_WHAT IS BEING ASKED_
Your output is the line containing "Ok(o) if o.status.success()" plus all lines after it to the end of the records, reproduced exactly, with nothing else.

Start of MATERIAL TO PROCESS

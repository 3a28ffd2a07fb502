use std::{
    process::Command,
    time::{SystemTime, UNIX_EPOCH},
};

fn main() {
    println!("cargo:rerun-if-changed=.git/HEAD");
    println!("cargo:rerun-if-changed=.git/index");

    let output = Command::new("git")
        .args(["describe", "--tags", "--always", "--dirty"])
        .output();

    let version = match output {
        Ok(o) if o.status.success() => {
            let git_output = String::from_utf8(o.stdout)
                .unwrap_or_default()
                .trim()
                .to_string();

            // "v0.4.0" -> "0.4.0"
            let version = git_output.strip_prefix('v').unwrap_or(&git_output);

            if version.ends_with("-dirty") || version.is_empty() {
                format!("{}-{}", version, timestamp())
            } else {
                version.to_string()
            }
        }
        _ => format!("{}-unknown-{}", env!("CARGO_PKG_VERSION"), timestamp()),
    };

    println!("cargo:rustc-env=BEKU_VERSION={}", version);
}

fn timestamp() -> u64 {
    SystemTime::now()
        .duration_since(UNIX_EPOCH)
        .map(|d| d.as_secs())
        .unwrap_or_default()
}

End of MATERIAL TO PROCESS

_RESPONSE TO THIS TASK_
        Ok(o) if o.status.success() => {
            let git_output = String::from_utf8(o.stdout)
                .unwrap_or_default()
                .trim()
                .to_string();

            // "v0.4.0" -> "0.4.0"
            let version = git_output.strip_prefix('v').unwrap_or(&git_output);

            if version.ends_with("-dirty") || version.is_empty() {
                format!("{}-{}", version, timestamp())
            } else {
                version.to_string()
            }
        }
        _ => format!("{}-unknown-{}", env!("CARGO_PKG_VERSION"), timestamp()),
    };

    println!("cargo:rustc-env=BEKU_VERSION={}", version);
}

fn timestamp() -> u64 {
    SystemTime::now()
        .duration_since(UNIX_EPOCH)
        .map(|d| d.as_secs())
        .unwrap_or_default()
}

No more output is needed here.